Collected data entries:
[Start of Attachment]

//! Session state types

use serde::Serialize;

/// Where the session is in its request cycle
#[derive(Debug, Clone, Copy, PartialEq, Eq, Serialize, Default)]
#[serde(tag = "type", rename_all = "snake_case")]
pub enum ChatState {
    /// Ready for user input, no request in flight
    #[default]
    Idle,

    /// Chat request in flight, tagged with the generation it was sent under
    Sending { generation: u64 },

    /// Backend discard request in flight after a local reset
    Resetting { generation: u64 },
}

impl ChatState {
    /// Input must be refused while this is true
    pub fn is_busy(self) -> bool {
        !matches!(self, ChatState::Idle)
    }

    #[cfg(test)]
    pub fn is_sending(self) -> bool {
        matches!(self, ChatState::Sending { .. })
    }
}

/// Everything the transition function reads and writes
#[derive(Debug, Clone, Copy, PartialEq, Eq, Serialize, Default)]
pub struct SessionState {
    pub chat: ChatState,
    /// Bumped by every reset; replies tagged with an older value are stale
    pub generation: u64,
    /// Set by the backend's mission-complete signal, cleared by reset
    pub completed: bool,
}

impl SessionState {
    pub fn is_busy(&self) -> bool {
        self.chat.is_busy()
    }
}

[End of Attachment]

» **Task to complete**
Filter the data above by the word "with" and copy every line that matches.

» **Reply to the task**
    /// Chat request in flight, tagged with the generation it was sent under
    /// Bumped by every reset; replies tagged with an older value are stale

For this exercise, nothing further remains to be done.